Angèle, le coup de Sirocco

Angèle, ici à Forest National en 2019 © Etienne Tordoir
Laurent Hoebrechts
Laurent Hoebrechts Journaliste musique

Lundi soir, Angèle était sur la scène de Forest National, pour la première de ses dates belges. Showtime!

En termes sportifs, c’est ce qui s’appelle « jouer dans son jardin ». Lundi soir, un peu moins d’un mois après la première (à Reims), le Nonante-Cinq Tour faisait arrêt une première fois à Forest National (elle y reviendra en décembre, à 4 reprises, sans compter un Sportpaleis et un passage au Dour festival), « à 10 minutes en voiture de Linkebeek », là où Angèle Van Laeken a grandi. Pour l’occasion, la chanteuse a d’ailleurs revêtu les couleurs nationales: jupe noire, veste jaune, bustier rouge. C’est qu’elle attendait ce moment depuis longtemps. Elle le chante sur Plus de sens: « je ne vais pas vous mentir, la vie sans vous est triste à mourir », évoquant la pandémie qui l’a privée de concerts:  logiquement, le morceau ouvre le concert.

Rincée après le tourbillon de Brol, Angèle aurait pu profiter du confinement pour respirer. Au lieu de ça, elle a surtout douté: allait-elle pouvoir un jour retrouver l’ivresse de la scène? Alors forcément, aujourd’hui que la pandémie semble s’éloigner, la prima donna pop fonce. Angèle ne chipote pas, et va au turbin. Gros son, gros light-show, chorés enlevées: le Nonante-Cinq Tour file droit. La machine est lancée, tel un wagon sur le Sirocco, emporté par les montagnes russes. Histoire de faire le plein de sensations. À défaut toujours d’émotions? Y a du stress aussi là-dessous – « ça va, Bruxelles? », sur le même ton que la veille « ça va, Montpellier/Lille/Marseille? ». Mais surtout une grosse envie. Même si elle a parfois du mal à lâcher prise, Angèle s’amuse sur scène, ça se voit.

Le live redonne même de l’épaisseur à des titres du dernier album qui avaient pu passer inaperçus – au hasard, Tempête à la mise en image assez bluffante, ou Profite et ses mouvements élégants.
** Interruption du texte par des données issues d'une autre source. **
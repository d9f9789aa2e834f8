use std::io::Write;

use super::config::ReportConfig;
use super::machine::{ReportMachine, ScanIssue};
use crate::error::ScanError;
use crate::tokenizer::XmlTokenizer;

/// Counters and anomalies from one completed run.
#[derive(Debug, Clone, Default, PartialEq, Eq)]
pub struct ScanSummary {
    /// Tokens handed to the state machine.
    pub tokens: usize,
    /// `Amount:` lines written.
    pub amounts_reported: usize,
    /// `id` lines written, in either output mode.
    pub ids_reported: usize,
    /// Elements still open when the input ended.
    pub final_depth: usize,
    /// Content-level anomalies, in document order.
    pub issues: Vec<ScanIssue>,
}

impl ScanSummary {
    /// Total number of report lines written.
    #[must_use]
    pub const fn lines_written(&self) -> usize {
        self.amounts_reported + self.ids_reported
    }
}

/// Scan `xml` once, writing report lines to `sink`.
///
/// Tokens are pulled one at a time and handed straight to a fresh
/// [`ReportMachine`]; nothing is buffered. The sink is flushed when the scan
/// completes.
///
/// # Errors
///
/// Returns [`ScanError::MalformedInput`] if a tag or comment is left open, and
/// [`ScanError::Io`] if the sink fails. Lines written before the failure stay
/// in the sink.
pub fn scan<W: Write>(
    xml: &str,
    config: &ReportConfig,
    sink: &mut W,
) -> Result<ScanSummary, ScanError> {
    let mut tokenizer = XmlTokenizer::new(xml);
    let mut machine = ReportMachine::new(*config);

    while let Some(token) = tokenizer.next_token()? {
        machine.process(token, tokenizer.token_start(), sink)?;
    }
    sink.flush()?;

    Ok(ScanSummary {
        tokens: machine.tokens_processed(),
        amounts_reported: machine.amounts_reported(),
        ids_reported: machine.ids_reported(),
        final_depth: machine.depth(),
        issues: machine.into_issues(),
    })
}

/// The output of a successful [`ForwardOnlyParser::parse`].
#[derive(Debug)]
pub struct ScanReport<W> {
    /// The sink, handed back to the caller after being flushed.
    pub output: W,
    /// What the run did.
    pub summary: ScanSummary,
}

/// A parser that must have an output bound before it can run.
///
/// Each call to [`Self::parse`] consumes the bound output: the sink is flushed
/// and returned in the [`ScanReport`], and another output must be bound before
/// the next run.
#[derive(Debug)]
pub struct ForwardOnlyParser<W> {
    output: Option<W>,
}

impl<W> Default for ForwardOnlyParser<W> {
    fn default() -> Self {
        Self::new()
    }
}

impl<W> ForwardOnlyParser<W> {
    /// Create a parser with no output bound.
    #[must_use]
    pub const fn new() -> Self {
        Self { output: None }
    }

    /// Bind the destination for the next run, dropping any previous one.
    pub fn bind_output(&mut self, output: W) {
        self.output = Some(output);
    }

    /// Whether an output is currently bound.
    #[must_use]
    pub const fn is_configured(&self) -> bool {
        self.output.is_some()
    }
}

impl<W: Write> ForwardOnlyParser<W> {
    /// Run one scan over `xml` into the bound output.
    ///
    /// # Errors
    ///
    /// Returns [`ScanError::NotConfigured`] if no output is bound, otherwise
    /// any error from [`scan`]. On error the output is dropped.
    pub fn parse(&mut self, xml: &str, config: &ReportConfig) -> Result<ScanReport<W>, ScanError> {
        let mut output = self.output.take().ok_or(ScanError::NotConfigured)?;
        let summary = scan(xml, config, &mut output)?;
        Ok(ScanReport { output, summary })
    }
}
//! Forward-only XML scanner for order reports.
//!
//! # Scope
//!
//! This crate implements:
//! - **Tokenizer** - a single left-to-right scan that yields start tags, end
//!   tags and trimmed text runs, skipping comments and declarations
//!   - Attribute parsing for start tags
//!   - Decoding of the five predefined XML entities
//!
//! - **Report state machine** - consumes tokens one at a time and writes
//!   `Amount:` and `id` report lines to an output sink
//!   - Path stack with an optional absolute-path output mode
//!   - Amount threshold filtering that gates later `id` attributes
//!
//! # Not Supported
//!
//! - Validation, namespaces, DTDs and CDATA sections
//! - Recovery from unterminated tags or comments
//! - Reading directly from disk; the whole document must be in memory

/// Error types shared by the tokenizer and the report runner.
pub mod error;
/// Report state machine, configuration and the run driver.
pub mod report;
/// Tokenizer for converting a document into tokens.
pub mod tokenizer;

pub use error::{Construct, ScanError};
pub use report::{
    ForwardOnlyParser, ParserMode, ReportConfig, ReportLine, ReportMachine, ScanIssue,
    ScanReport, ScanSummary, scan,
};
pub use tokenizer::{AttributeMap, Token, XmlTokenizer, decode_entities, parse_attributes};
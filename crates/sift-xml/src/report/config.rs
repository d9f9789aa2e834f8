use serde::{Deserialize, Serialize};

/// Configuration for a single run, fixed before the scan starts.
///
/// Deserializes from JSON such as
/// `{"filtered_amount": 100, "track_paths": true}`; missing fields take their
/// defaults (no filtering, flat output).
#[derive(Debug, Clone, Copy, Default, PartialEq, Eq, Serialize, Deserialize)]
#[serde(default, deny_unknown_fields)]
pub struct ReportConfig {
    /// Only amounts strictly greater than this are reported. `None` reports
    /// every numeric amount.
    pub filtered_amount: Option<i32>,
    /// Report `id` attributes as `/abs/path/@id = "..."` instead of
    /// `Order ID: ...`.
    pub track_paths: bool,
}

impl ReportConfig {
    /// No filtering, flat output.
    #[must_use]
    pub const fn new() -> Self {
        Self {
            filtered_amount: None,
            track_paths: false,
        }
    }

    /// Set the amount threshold.
    #[must_use]
    pub const fn with_filtered_amount(mut self, threshold: i32) -> Self {
        self.filtered_amount = Some(threshold);
        self
    }

    /// Enable or disable path-qualified `id` output.
    #[must_use]
    pub const fn with_track_paths(mut self, track_paths: bool) -> Self {
        self.track_paths = track_paths;
        self
    }

    /// Whether `amount` passes the configured threshold.
    #[must_use]
    pub const fn passes(&self, amount: i32) -> bool {
        match self.filtered_amount {
            Some(threshold) => amount > threshold,
            None => true,
        }
    }
}
//! Scanner warnings with colored terminal output.
//!
//! Content-level anomalies (a non-numeric `amount`, for instance) never abort a
//! run. They are reported here instead, once per unique message, so a large
//! document with thousands of identical problems does not flood stderr.

use std::collections::HashSet;
use std::sync::{Mutex, PoisonError};
use std::sync::atomic::{AtomicBool, Ordering};

use owo_colors::{OwoColorize, Stream};

/// Global set of warnings we've already printed (to deduplicate)
static WARNED: Mutex<Option<HashSet<String>>> = Mutex::new(None);

/// When set, warnings are still recorded but nothing is printed.
static QUIET: AtomicBool = AtomicBool::new(false);

/// Warn about a content-level anomaly (prints once per unique message).
///
/// Keep positions out of `message`: the message is the dedup key.
///
/// # Example
/// ```ignore
/// warn_once("Report", "non-numeric amount \"n/a\"");
/// ```
pub fn warn_once(component: &str, message: &str) {
    if remember(format!("[{component}] {message}")) && !QUIET.load(Ordering::Relaxed) {
        eprintln!("{}", render(component, message));
    }
}

/// Record `key`, returning `true` the first time it is seen.
fn remember(key: String) -> bool {
    WARNED
        .lock()
        .unwrap_or_else(PoisonError::into_inner)
        .get_or_insert_with(HashSet::new)
        .insert(key)
}

/// Yellow when stderr is a terminal, plain otherwise.
fn render(component: &str, message: &str) -> String {
    let line = format!("[sift {component}] ⚠ {message}");
    line.if_supports_color(Stream::Stderr, OwoColorize::yellow)
        .to_string()
}

/// Silence (or re-enable) printing of warnings.
pub fn set_quiet(quiet: bool) {
    QUIET.store(quiet, Ordering::Relaxed);
}

/// Clear all recorded warnings (call before scanning a new document)
pub fn clear_warnings() {
    let mut guard = WARNED
        .lock()
        .unwrap_or_else(PoisonError::into_inner);
    if let Some(set) = guard.as_mut() {
        set.clear();
    }
}

#[cfg(test)]
mod tests {
    use super::*;

    /// Tests share the global registry, so they run one at a time.
    static SERIAL: Mutex<()> = Mutex::new(());

    fn is_recorded(component: &str, message: &str) -> bool {
        WARNED
            .lock()
            .unwrap_or_else(PoisonError::into_inner)
            .as_ref()
            .is_some_and(|set| set.contains(&format!("[{component}] {message}")))
    }

    fn recorded_count() -> usize {
        WARNED
            .lock()
            .unwrap_or_else(PoisonError::into_inner)
            .as_ref()
            .map_or(0, HashSet::len)
    }

    #[test]
    fn test_repeated_warning_recorded_once() {
        let _serial = SERIAL.lock().unwrap_or_else(PoisonError::into_inner);
        clear_warnings();
        set_quiet(true);

        for _ in 0..4 {
            warn_once("Report", "non-numeric amount \"n/a\"");
        }
        assert_eq!(recorded_count(), 1);
        assert!(!remember("[Report] non-numeric amount \"n/a\"".to_string()));

        warn_once("Report", "non-numeric amount \"x\"");
        assert_eq!(recorded_count(), 2);
        set_quiet(false);
    }

    #[test]
    fn test_component_is_part_of_the_key() {
        let _serial = SERIAL.lock().unwrap_or_else(PoisonError::into_inner);
        clear_warnings();
        set_quiet(true);

        warn_once("Report", "same text");
        warn_once("Cli", "same text");
        assert!(is_recorded("Report", "same text"));
        assert!(is_recorded("Cli", "same text"));
        assert_eq!(recorded_count(), 2);
        set_quiet(false);
    }

    #[test]
    fn test_quiet_still_records() {
        let _serial = SERIAL.lock().unwrap_or_else(PoisonError::into_inner);
        clear_warnings();
        set_quiet(true);

        warn_once("Report", "silenced");
        assert!(is_recorded("Report", "silenced"));
        assert!(QUIET.load(Ordering::Relaxed));

        set_quiet(false);
        assert!(!QUIET.load(Ordering::Relaxed));
    }

    #[test]
    fn test_clear_warnings_allows_repeat() {
        let _serial = SERIAL.lock().unwrap_or_else(PoisonError::into_inner);
        clear_warnings();
        assert!(remember("[Report] again".to_string()));
        assert!(!remember("[Report] again".to_string()));

        clear_warnings();
        assert_eq!(recorded_count(), 0);
        assert!(remember("[Report] again".to_string()));
    }

    #[test]
    fn test_render_without_color_is_plain() {
        owo_colors::set_override(false);
        let line = render("Report", "bad amount");
        owo_colors::unset_override();
        assert_eq!(line, "[sift Report] ⚠ bad amount");
    }
}
//! Predefined XML character entities.
//!
//! Only the five entities every XML processor must recognize are decoded.
//! Numeric references and anything else beginning with `&` pass through
//! unchanged.

use std::borrow::Cow;

/// Longest entity name including its trailing `;` (`apos;`, `quot;`).
const MAX_ENTITY_LEN: usize = 5;

/// Look up an entity by name, without the leading `&` but with the `;`.
#[must_use]
pub fn lookup_entity(name: &str) -> Option<char> {
    match name {
        "lt;" => Some('<'),
        "gt;" => Some('>'),
        "amp;" => Some('&'),
        "apos;" => Some('\''),
        "quot;" => Some('"'),
        _ => None,
    }
}

/// Decode `&lt; &gt; &amp; &apos; &quot;` in one left-to-right pass.
///
/// Replacement text is never rescanned, so `&amp;lt;` decodes to `&lt;` and
/// not to `<`. Text without an `&` is returned borrowed.
#[must_use]
pub fn decode_entities(text: &str) -> Cow<'_, str> {
    if !text.contains('&') {
        return Cow::Borrowed(text);
    }

    let mut decoded = String::with_capacity(text.len());
    let mut rest = text;
    while let Some(amp) = rest.find('&') {
        decoded.push_str(&rest[..amp]);
        let after = &rest[amp + 1..];
        let entity = after
            .bytes()
            .take(MAX_ENTITY_LEN)
            .position(|b| b == b';')
            .and_then(|semi| lookup_entity(&after[..=semi]).map(|c| (c, semi + 1)));
        match entity {
            Some((c, len)) => {
                decoded.push(c);
                rest = &after[len..];
            }
            None => {
                decoded.push('&');
                rest = after;
            }
        }
    }
    decoded.push_str(rest);
    Cow::Owned(decoded)
}
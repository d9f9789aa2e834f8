use std::io;

use strum_macros::Display;
use thiserror::Error;

/// The kind of markup that was left open when the input ran out.
#[derive(Debug, Clone, Copy, PartialEq, Eq, Display)]
pub enum Construct {
    /// `<name ...` without a closing `>`.
    #[strum(to_string = "start tag")]
    StartTag,
    /// `</name` without a closing `>`.
    #[strum(to_string = "end tag")]
    EndTag,
    /// `<!--` without a closing `-->`.
    #[strum(to_string = "comment")]
    Comment,
    /// `<?` without a closing `?>`.
    #[strum(to_string = "processing instruction")]
    ProcessingInstruction,
    /// `<!` (not a comment) without a closing `>`.
    #[strum(to_string = "declaration")]
    Declaration,
}

impl Construct {
    /// The delimiter that terminates this construct.
    #[must_use]
    pub const fn closing_delimiter(self) -> &'static str {
        match self {
            Self::StartTag | Self::EndTag | Self::Declaration => ">",
            Self::Comment => "-->",
            Self::ProcessingInstruction => "?>",
        }
    }
}

/// Fatal conditions that end a run.
///
/// Content-level anomalies such as a non-numeric `amount` are not errors; they
/// are recorded as [`crate::ScanIssue`]s and the scan continues.
#[derive(Debug, Error)]
pub enum ScanError {
    /// `parse` was called before an output destination was bound.
    #[error("no output destination is bound; call `bind_output` before `parse`")]
    NotConfigured,

    /// Markup was opened but the input ended before its closing delimiter.
    #[error(
        "malformed input: {construct} starting at byte {position} has no closing `{}`",
        .construct.closing_delimiter()
    )]
    MalformedInput {
        /// What was left open.
        construct: Construct,
        /// Byte offset of the opening `<`.
        position: usize,
    },

    /// The output sink rejected a write or flush.
    #[error("failed to write report output")]
    Io(#[from] io::Error),
}

impl ScanError {
    /// Returns true for structural failures in the document itself.
    #[must_use]
    pub const fn is_malformed_input(&self) -> bool {
        matches!(self, Self::MalformedInput { .. })
    }
}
Certes, le côté bubblegum de Brol a été un peu gommé. Il y a bien des images de Pépète le chien volant sur une pizza (sur Oui ou non) ou un ballet des gaufres de Liège et de Bruxelles sur le final de Bruxelles je t’aime. Mais pour le reste, le show a perdu en légèreté ce qu’il a gagné en efficacité. Rafale de batterie à l’américaine, ou, à plusieurs reprises, un solo de guitare électrique pour ponctuer le morceau (Tu me regardes ou Mauvais rêves): une autre manière de pousser les curseurs. À l’inverse, en milieu de set, la Bruxelloise s’installe au piano, solo, pour enchaîner Taxi, Flemme et la fameuse reprise de Dick Annegarn qui a allumé la mèche, il y a maintenant six ans d’ici. La pause est bienvenue. Y compris pour certains dans le public qui commencent à se sentir mal dans la fosse de Forest, transformée en fournaise. La chanteuse doit même s’arrêter un moment: « Je peux pas continuer à chanter si l’un de vous est mal ». C’est bête, mais ce genre de petit grain dans des rouages déjà bien huilés – la tournée ne fait que démarrer – crée une respiration bienvenue (c’est le cas de le dire). Parce que derrière, la dernière ligne droite est imparable, avec sa pelletée de tubes: La loi de Murphy, Balance ton quoi, ou la reprise de Fever, son duo avec Dua Lipa. En rappel, Damso est de la partie pour Démons – la coolitude de son arrivée sur scène étant proportionnelle à l’hystérie qui s’est emparée de la salle. En toute fin, Bruxelles je t’aime rajoute une dernière couche de chantilly sur la gaufre, dans laquelle la chanteuse se permet enfin de croquer à pleines dents, semblant enfin profiter du moment de communion.